Run limma spline analysis
In this example, we are skipping finding the best hyperparameters with the screen_limma_hyperparams() function, because we already have a clear idea of what do use.
Lets define our parameters and put them into the
SplineOmics
object:
spline_params = list(
spline_type = c("n"), # natural cubic splines
dof = c(3L) # Degree of freedom of 3 for the splines.
)
design <- "~ 1 + Condition*Time + Group + (1|Reactor)"
splineomics <- SplineOmics::update_splineomics(
splineomics = splineomics,
data = data,
design = design,
mode = "integrated",
spline_params = spline_params,
bp_cfg = c( # For parallel computing for variancePartition::dream (lmm)
n_cores = 1, # For the vignette, just use one core.
blas_threads = 1
)
)
Run the run_limma_splines()
function:
splineomics <- SplineOmics::run_limma_splines(
splineomics = splineomics
)
#> Warning: The data contains missing values (NA). Ensure that imputation or handling of missing values aligns with your analysis requirements. Note that limma can handle missing values (it just ignores them), and therefore also SplineOmics can handle them.
#> Column 'Group' of meta will be used to remove the batch effect for the plotting
#>
#> Make sure that the design formula contains no interaction between the condition and time for mode == isolated, and that it contains an interaction for mode == integrated. Otherwise, you will get an uncaught error of 'coefficients not estimable' or 'subscript out of bounds' (or any other hard to understand error).
#>
#> Running Levene's test to check for violation of homoscedasticity of each feature...
#> Checking for heteroscedasticity violation with Levene's test in
#> the presence of random effects is currently out of order. Hopefully,
#> it will be available in future versions of SplineOmics
#>
#> Fitting global model...
#>
#> NOTE: If you manually stop run_limma_splines() in RStudio and used, parallelization for variancePartition::dream(), then those parallelized processes may continue running. Use your system's process manager to terminate them manually!
#> Warning in variancePartition::dream(exprObj = data, formula = stats::as.formula(design), : Model failed for 8 responses.
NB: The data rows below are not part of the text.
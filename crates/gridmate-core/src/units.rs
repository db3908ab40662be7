//! Unit newtypes and per-unit base quantities.
//!
//! Element records keep raw `f64` columns named after their unit (`vn_kv`,
//! `p_mw`); these wrappers are used where values cross into per-unit
//! arithmetic, so a kV value is never handed to code expecting p.u. and
//! degrees never end up in a trigonometric call.

use std::ops::{Add, Mul, Neg, Sub};

use serde::{Deserialize, Serialize};

macro_rules! impl_unit_ops {
    ($type:ty, $unit_name:literal) => {
        impl Add for $type {
            type Output = Self;
            fn add(self, rhs: Self) -> Self::Output {
                Self(self.0 + rhs.0)
            }
        }

        impl Sub for $type {
            type Output = Self;
            fn sub(self, rhs: Self) -> Self::Output {
                Self(self.0 - rhs.0)
            }
        }

        impl Neg for $type {
            type Output = Self;
            fn neg(self) -> Self::Output {
                Self(-self.0)
            }
        }

        impl Mul<f64> for $type {
            type Output = Self;
            fn mul(self, rhs: f64) -> Self::Output {
                Self(self.0 * rhs)
            }
        }

        impl std::fmt::Display for $type {
            fn fmt(&self, f: &mut std::fmt::Formatter<'_>) -> std::fmt::Result {
                write!(f, "{:.4} {}", self.0, $unit_name)
            }
        }

        impl $type {
            #[inline]
            pub const fn new(value: f64) -> Self {
                Self(value)
            }

            #[inline]
            pub const fn value(self) -> f64 {
                self.0
            }
        }
    };
}

/// Line-to-line voltage in kV.
#[derive(Debug, Clone, Copy, PartialEq, PartialOrd, Default, Serialize, Deserialize)]
#[repr(transparent)]
pub struct Kilovolts(pub f64);
impl_unit_ops!(Kilovolts, "kV");

/// Apparent power in MVA.
#[derive(Debug, Clone, Copy, PartialEq, PartialOrd, Default, Serialize, Deserialize)]
#[repr(transparent)]
pub struct MegavoltAmperes(pub f64);
impl_unit_ops!(MegavoltAmperes, "MVA");

#[derive(Debug, Clone, Copy, PartialEq, PartialOrd, Default, Serialize, Deserialize)]
#[repr(transparent)]
pub struct Degrees(pub f64);
impl_unit_ops!(Degrees, "deg");

#[derive(Debug, Clone, Copy, PartialEq, PartialOrd, Default, Serialize, Deserialize)]
#[repr(transparent)]
pub struct Radians(pub f64);
impl_unit_ops!(Radians, "rad");

impl Degrees {
    #[inline]
    pub fn to_radians(self) -> Radians {
        Radians(self.0.to_radians())
    }
}

impl Radians {
    #[inline]
    pub fn to_degrees(self) -> Degrees {
        Degrees(self.0.to_degrees())
    }
}

/// Per-unit base at one voltage level.
#[derive(Debug, Clone, Copy, PartialEq)]
pub struct BaseValues {
    pub s_base: MegavoltAmperes,
    pub v_base: Kilovolts,
}

impl BaseValues {
    pub fn new(s_base: MegavoltAmperes, v_base: Kilovolts) -> Self {
        Self { s_base, v_base }
    }

    /// Base impedance in ohm.
    pub fn z_base_ohm(&self) -> f64 {
        self.v_base.0 * self.v_base.0 / self.s_base.0
    }

    /// Base current in kA (three-phase).
    pub fn i_base_ka(&self) -> f64 {
        self.s_base.0 / (3f64.sqrt() * self.v_base.0)
    }
}

#[cfg(test)]
mod tests {
    use super::*;

    #[test]
    fn test_angle_conversion() {
        let deg = Degrees(180.0);
        assert!((deg.to_radians().value() - std::f64::consts::PI).abs() < 1e-12);
        assert!((Radians(std::f64::consts::FRAC_PI_2).to_degrees().value() - 90.0).abs() < 1e-12);
    }

    #[test]
    fn test_base_values() {
        let base = BaseValues::new(MegavoltAmperes(1.0), Kilovolts(20.0));
        assert!((base.z_base_ohm() - 400.0).abs() < 1e-12);
        assert!((base.i_base_ka() - 1.0 / (3f64.sqrt() * 20.0)).abs() < 1e-12);
    }

    #[test]
    fn test_display() {
        assert_eq!(format!("{}", Kilovolts(0.4)), "0.4000 kV");
    }
}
#> See errors with attr(., 'errors')
#> Info limma spline analysis completed successfully
Build limma report
The topTables of all three limma result categories can be used to generate p-value histograms an volcano plots.
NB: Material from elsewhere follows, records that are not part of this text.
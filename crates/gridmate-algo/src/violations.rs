//! Voltage and loading limit checks on solved results.

use gridmate_core::{GridError, GridResult, PowerFlowResults};
use serde::{Deserialize, Serialize};

#[derive(Debug, Clone, Copy, PartialEq, Serialize, Deserialize)]
#[serde(default)]
pub struct ViolationLimits {
    pub vm_min_pu: f64,
    pub vm_max_pu: f64,
    pub max_loading_percent: f64,
}

impl Default for ViolationLimits {
    fn default() -> Self {
        Self {
            vm_min_pu: 0.95,
            vm_max_pu: 1.05,
            max_loading_percent: 100.0,
        }
    }
}

impl ViolationLimits {
    pub fn validate(&self) -> GridResult<()> {
        let finite = [self.vm_min_pu, self.vm_max_pu, self.max_loading_percent]
            .iter()
            .all(|v| v.is_finite());
        if !finite || self.vm_min_pu <= 0.0 || self.vm_min_pu >= self.vm_max_pu {
            return Err(GridError::validation(format!(
                "voltage band [{}, {}] p.u. is not a valid range",
                self.vm_min_pu, self.vm_max_pu
            )));
        }
        if self.max_loading_percent <= 0.0 {
            return Err(GridError::validation(format!(
                "max_loading_percent must be positive, got {}",
                self.max_loading_percent
            )));
        }
        Ok(())
    }
}

#[derive(Debug, Clone, Copy, PartialEq, Eq, Serialize, Deserialize)]
#[serde(rename_all = "snake_case")]
pub enum VoltageViolationKind {
    Undervoltage,
    Overvoltage,
}

#[derive(Debug, Clone, PartialEq, Serialize, Deserialize)]
pub struct VoltageViolation {
    pub bus: usize,
    pub vm_pu: f64,
    pub kind: VoltageViolationKind,
}

#[derive(Debug, Clone, PartialEq, Serialize, Deserialize)]
pub struct LoadingViolation {
    /// `line` or `trafo`
    pub element: String,
    pub index: usize,
    pub loading_percent: f64,
}

#[derive(Debug, Clone, Default, PartialEq, Serialize, Deserialize)]
pub struct ViolationSet {
    pub voltage: Vec<VoltageViolation>,
    pub loading: Vec<LoadingViolation>,
}

impl ViolationSet {
    pub fn is_empty(&self) -> bool {
        self.voltage.is_empty() && self.loading.is_empty()
    }

    pub fn len(&self) -> usize {
        self.voltage.len() + self.loading.len()
    }
}

/// Collects every bus outside the voltage band and every branch above the
/// loading limit, in index order.
pub fn check(results: &PowerFlowResults, limits: &ViolationLimits) -> ViolationSet {
    let mut set = ViolationSet::default();
    for (&bus, r) in &results.bus {
        let kind = if r.vm_pu < limits.vm_min_pu {
            VoltageViolationKind::Undervoltage
        } else if r.vm_pu > limits.vm_max_pu {
            VoltageViolationKind::Overvoltage
        } else {
            continue;
        };
        set.voltage.push(VoltageViolation {
            bus,
            vm_pu: r.vm_pu,
            kind,
        });
    }

    let lines = results.line.iter().map(|(&i, r)| ("line", i, r.loading_percent));
    let trafos = results.trafo.iter().map(|(&i, r)| ("trafo", i, r.loading_percent));
    for (element, index, loading_percent) in lines.chain(trafos) {
        if loading_percent > limits.max_loading_percent {
            set.loading.push(LoadingViolation {
                element: element.to_string(),
                index,
                loading_percent,
            });
        }
    }
    set
}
plots <- SplineOmics::create_limma_report(
splineomics = splineomics,
report_dir = withr::local_tempdir()
)
Cluster the hits (significant features)
adj_pthresholds <- c(
0.05, # constant (temperature)
0.05 # temp_shift
)
nr_clusters <- list(
2:6, # Automatically select best cluster nr within range.
2:6
)
report_dir <- here::here(
"results",
"clustering_reports"
)
treatment_labels = list(
# constant = NA,
temp_shift = "temp shift",
constant_temp_shift = "temp shift"
)
# treatment_timepoints allows to specify the timepoint, at which the vertical
# dashed treatment line is placed. Again, for the constant level, we don't
# have a treatment, so we also do not specify a timepoint.
treatment_timepoints = list(
# constant = NA,
temp_shift = 146,
constant_temp_shift = 146
)
plot_info <- list( # For the spline plots
y_axis_label = "beta value",
time_unit = "hours",
treatment_labels = treatment_labels,
treatment_timepoints = treatment_timepoints
)
genes <- rownames(data)
plot_options <- list(
# When meta_replicate_column is not there, all datapoints are blue.
meta_replicate_column = "Reactor" # Colors the data points based on Reactor
)
clustering_results <- SplineOmics::cluster_hits(
splineomics = splineomics,
adj_pthresholds = adj_pthresholds,
nr_clusters = nr_clusters,
genes = genes,
plot_info = plot_info,
report = TRUE,
plot_options = plot_options,
report_dir = withr::local_tempdir(),
adj_pthresh_avrg_diff_conditions = 0.05,
adj_pthresh_interaction_condition_time = 0.05
)
#> Warning: The data contains missing values (NA). Ensure that imputation or handling of missing values aligns with your analysis requirements. Note that limma can handle missing values (it just ignores them), and therefore also SplineOmics can handle them.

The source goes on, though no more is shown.